• **What you need to do**
Look for the word "path" in the data below, and copy every line that holds it.

***** Source information *****

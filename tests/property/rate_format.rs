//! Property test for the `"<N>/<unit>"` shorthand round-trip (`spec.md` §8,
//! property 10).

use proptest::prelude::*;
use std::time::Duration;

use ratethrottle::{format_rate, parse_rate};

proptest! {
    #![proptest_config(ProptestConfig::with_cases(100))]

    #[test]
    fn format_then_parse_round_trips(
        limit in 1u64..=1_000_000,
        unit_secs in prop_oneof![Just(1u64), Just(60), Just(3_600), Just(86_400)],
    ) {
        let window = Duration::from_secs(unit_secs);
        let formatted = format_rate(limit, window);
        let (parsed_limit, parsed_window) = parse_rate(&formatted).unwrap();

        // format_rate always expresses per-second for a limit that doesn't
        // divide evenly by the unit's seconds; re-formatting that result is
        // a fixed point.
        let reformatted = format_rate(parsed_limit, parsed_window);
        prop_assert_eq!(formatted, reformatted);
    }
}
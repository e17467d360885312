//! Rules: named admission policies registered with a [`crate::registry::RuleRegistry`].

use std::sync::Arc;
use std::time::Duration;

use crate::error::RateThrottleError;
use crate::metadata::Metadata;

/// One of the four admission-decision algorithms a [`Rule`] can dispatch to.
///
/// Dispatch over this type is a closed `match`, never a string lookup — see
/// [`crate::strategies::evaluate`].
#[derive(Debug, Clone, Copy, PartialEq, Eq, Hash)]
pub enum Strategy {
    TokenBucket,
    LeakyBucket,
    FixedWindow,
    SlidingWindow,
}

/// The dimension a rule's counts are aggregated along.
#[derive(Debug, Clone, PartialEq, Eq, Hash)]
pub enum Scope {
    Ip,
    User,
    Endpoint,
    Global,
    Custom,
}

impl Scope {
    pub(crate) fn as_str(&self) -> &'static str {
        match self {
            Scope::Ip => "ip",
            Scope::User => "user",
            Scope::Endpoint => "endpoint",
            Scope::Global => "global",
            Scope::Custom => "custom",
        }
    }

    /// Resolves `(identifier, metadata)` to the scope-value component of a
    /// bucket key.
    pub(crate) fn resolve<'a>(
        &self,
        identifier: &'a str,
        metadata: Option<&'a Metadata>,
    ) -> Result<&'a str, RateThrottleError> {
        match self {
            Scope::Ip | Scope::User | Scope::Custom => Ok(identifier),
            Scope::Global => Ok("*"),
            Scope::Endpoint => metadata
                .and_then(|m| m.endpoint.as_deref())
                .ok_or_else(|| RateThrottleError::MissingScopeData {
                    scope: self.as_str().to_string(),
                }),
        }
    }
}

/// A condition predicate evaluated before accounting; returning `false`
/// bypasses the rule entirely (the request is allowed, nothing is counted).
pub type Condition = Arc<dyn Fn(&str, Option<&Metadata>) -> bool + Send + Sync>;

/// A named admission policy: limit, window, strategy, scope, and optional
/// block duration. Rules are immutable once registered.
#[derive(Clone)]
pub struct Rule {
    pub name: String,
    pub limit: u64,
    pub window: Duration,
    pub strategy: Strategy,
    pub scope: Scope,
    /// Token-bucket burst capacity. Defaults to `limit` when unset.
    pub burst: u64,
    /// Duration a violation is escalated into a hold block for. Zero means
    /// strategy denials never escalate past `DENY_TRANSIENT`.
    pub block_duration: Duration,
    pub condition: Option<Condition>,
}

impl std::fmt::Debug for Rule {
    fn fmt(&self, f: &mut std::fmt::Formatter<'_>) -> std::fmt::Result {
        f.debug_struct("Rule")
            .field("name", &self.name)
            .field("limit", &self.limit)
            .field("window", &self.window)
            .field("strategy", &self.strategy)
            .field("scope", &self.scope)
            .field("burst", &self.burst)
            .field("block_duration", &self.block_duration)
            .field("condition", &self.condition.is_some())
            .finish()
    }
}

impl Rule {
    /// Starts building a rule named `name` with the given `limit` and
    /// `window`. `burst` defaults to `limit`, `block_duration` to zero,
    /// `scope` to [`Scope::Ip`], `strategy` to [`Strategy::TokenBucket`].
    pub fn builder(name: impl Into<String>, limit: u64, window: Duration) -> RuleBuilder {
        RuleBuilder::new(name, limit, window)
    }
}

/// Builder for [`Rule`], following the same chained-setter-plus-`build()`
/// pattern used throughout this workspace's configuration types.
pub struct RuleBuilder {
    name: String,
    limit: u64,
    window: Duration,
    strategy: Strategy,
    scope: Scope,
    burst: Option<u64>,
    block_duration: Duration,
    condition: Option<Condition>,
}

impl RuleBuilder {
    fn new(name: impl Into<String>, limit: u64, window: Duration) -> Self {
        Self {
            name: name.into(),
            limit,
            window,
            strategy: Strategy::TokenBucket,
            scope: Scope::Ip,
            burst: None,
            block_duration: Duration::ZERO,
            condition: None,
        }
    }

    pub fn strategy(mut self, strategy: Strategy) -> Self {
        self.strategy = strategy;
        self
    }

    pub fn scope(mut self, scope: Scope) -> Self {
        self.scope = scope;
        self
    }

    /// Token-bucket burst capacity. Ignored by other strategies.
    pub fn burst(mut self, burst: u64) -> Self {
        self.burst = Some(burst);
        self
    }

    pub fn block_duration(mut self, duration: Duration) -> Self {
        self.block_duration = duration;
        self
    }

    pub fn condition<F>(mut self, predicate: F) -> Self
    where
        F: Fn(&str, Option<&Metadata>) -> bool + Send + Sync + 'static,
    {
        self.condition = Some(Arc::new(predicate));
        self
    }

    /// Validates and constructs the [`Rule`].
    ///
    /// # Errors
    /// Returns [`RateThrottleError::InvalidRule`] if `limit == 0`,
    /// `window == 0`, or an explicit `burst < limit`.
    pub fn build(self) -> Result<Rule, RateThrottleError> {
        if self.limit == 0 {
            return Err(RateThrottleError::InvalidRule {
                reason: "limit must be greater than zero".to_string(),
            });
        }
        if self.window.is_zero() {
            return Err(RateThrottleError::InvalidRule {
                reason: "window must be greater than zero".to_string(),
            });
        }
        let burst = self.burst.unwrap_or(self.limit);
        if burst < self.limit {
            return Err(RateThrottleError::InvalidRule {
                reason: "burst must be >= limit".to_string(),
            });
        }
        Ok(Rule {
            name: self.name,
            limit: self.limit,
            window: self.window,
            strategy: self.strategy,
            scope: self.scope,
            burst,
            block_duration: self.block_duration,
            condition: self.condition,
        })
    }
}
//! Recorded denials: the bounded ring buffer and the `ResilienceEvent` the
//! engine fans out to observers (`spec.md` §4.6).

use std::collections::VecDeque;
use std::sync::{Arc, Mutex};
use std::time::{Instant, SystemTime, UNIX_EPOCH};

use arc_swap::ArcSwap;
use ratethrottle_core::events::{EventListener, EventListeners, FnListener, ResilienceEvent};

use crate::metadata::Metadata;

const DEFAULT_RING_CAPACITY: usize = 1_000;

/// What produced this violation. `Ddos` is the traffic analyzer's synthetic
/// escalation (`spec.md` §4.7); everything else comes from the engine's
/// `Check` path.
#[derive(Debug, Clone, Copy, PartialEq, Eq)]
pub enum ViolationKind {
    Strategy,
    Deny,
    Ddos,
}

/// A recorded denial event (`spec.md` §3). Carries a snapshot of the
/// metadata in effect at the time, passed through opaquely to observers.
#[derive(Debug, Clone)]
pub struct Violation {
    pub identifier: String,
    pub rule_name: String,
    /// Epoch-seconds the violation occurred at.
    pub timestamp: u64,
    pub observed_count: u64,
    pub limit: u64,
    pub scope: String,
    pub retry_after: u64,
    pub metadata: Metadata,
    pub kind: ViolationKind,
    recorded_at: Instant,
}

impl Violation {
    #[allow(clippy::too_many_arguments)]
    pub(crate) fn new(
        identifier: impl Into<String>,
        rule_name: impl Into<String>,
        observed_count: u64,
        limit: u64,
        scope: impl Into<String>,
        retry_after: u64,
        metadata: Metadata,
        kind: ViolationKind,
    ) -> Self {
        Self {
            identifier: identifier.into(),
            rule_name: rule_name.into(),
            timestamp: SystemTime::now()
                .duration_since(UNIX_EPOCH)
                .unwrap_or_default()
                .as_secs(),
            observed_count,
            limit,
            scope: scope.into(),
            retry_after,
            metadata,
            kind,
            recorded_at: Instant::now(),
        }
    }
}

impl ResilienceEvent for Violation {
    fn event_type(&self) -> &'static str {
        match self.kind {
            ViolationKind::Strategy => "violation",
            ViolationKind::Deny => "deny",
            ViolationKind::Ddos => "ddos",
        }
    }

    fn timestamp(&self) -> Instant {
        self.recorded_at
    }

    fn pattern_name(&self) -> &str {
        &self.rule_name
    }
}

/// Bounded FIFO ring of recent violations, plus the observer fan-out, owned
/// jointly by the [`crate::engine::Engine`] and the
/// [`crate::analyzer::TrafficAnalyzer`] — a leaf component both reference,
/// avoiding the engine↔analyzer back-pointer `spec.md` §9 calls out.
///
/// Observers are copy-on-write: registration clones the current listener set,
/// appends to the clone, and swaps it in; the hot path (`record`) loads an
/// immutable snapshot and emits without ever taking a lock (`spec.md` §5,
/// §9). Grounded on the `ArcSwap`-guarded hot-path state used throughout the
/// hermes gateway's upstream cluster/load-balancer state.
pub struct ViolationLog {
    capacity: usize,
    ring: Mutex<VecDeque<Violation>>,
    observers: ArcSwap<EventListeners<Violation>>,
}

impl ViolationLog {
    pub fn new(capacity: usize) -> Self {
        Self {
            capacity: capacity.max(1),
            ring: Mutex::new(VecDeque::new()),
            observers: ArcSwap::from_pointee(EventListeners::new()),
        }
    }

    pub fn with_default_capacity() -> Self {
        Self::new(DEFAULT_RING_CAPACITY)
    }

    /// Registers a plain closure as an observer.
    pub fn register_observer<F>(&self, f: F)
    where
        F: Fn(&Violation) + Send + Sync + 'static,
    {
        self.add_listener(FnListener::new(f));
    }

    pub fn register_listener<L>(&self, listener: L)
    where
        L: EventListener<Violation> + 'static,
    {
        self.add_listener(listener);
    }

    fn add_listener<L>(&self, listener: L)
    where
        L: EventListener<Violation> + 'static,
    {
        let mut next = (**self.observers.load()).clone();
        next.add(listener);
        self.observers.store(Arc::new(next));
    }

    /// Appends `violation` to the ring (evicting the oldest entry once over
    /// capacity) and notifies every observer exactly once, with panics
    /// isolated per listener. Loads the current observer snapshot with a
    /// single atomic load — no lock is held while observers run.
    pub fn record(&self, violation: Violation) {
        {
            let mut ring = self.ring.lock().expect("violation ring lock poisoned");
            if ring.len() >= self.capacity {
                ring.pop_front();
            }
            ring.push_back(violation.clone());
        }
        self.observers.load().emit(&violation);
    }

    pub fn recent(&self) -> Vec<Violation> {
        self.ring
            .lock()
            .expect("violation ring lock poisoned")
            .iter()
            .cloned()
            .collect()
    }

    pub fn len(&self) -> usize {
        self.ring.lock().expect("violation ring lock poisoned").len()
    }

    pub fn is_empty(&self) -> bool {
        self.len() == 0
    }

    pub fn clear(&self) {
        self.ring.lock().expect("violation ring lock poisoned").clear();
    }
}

*****

• **Task output**
/// `Check` path.
/// appends to the clone, and swaps it in; the hot path (`record`) loads an
/// §9). Grounded on the `ArcSwap`-guarded hot-path state used throughout the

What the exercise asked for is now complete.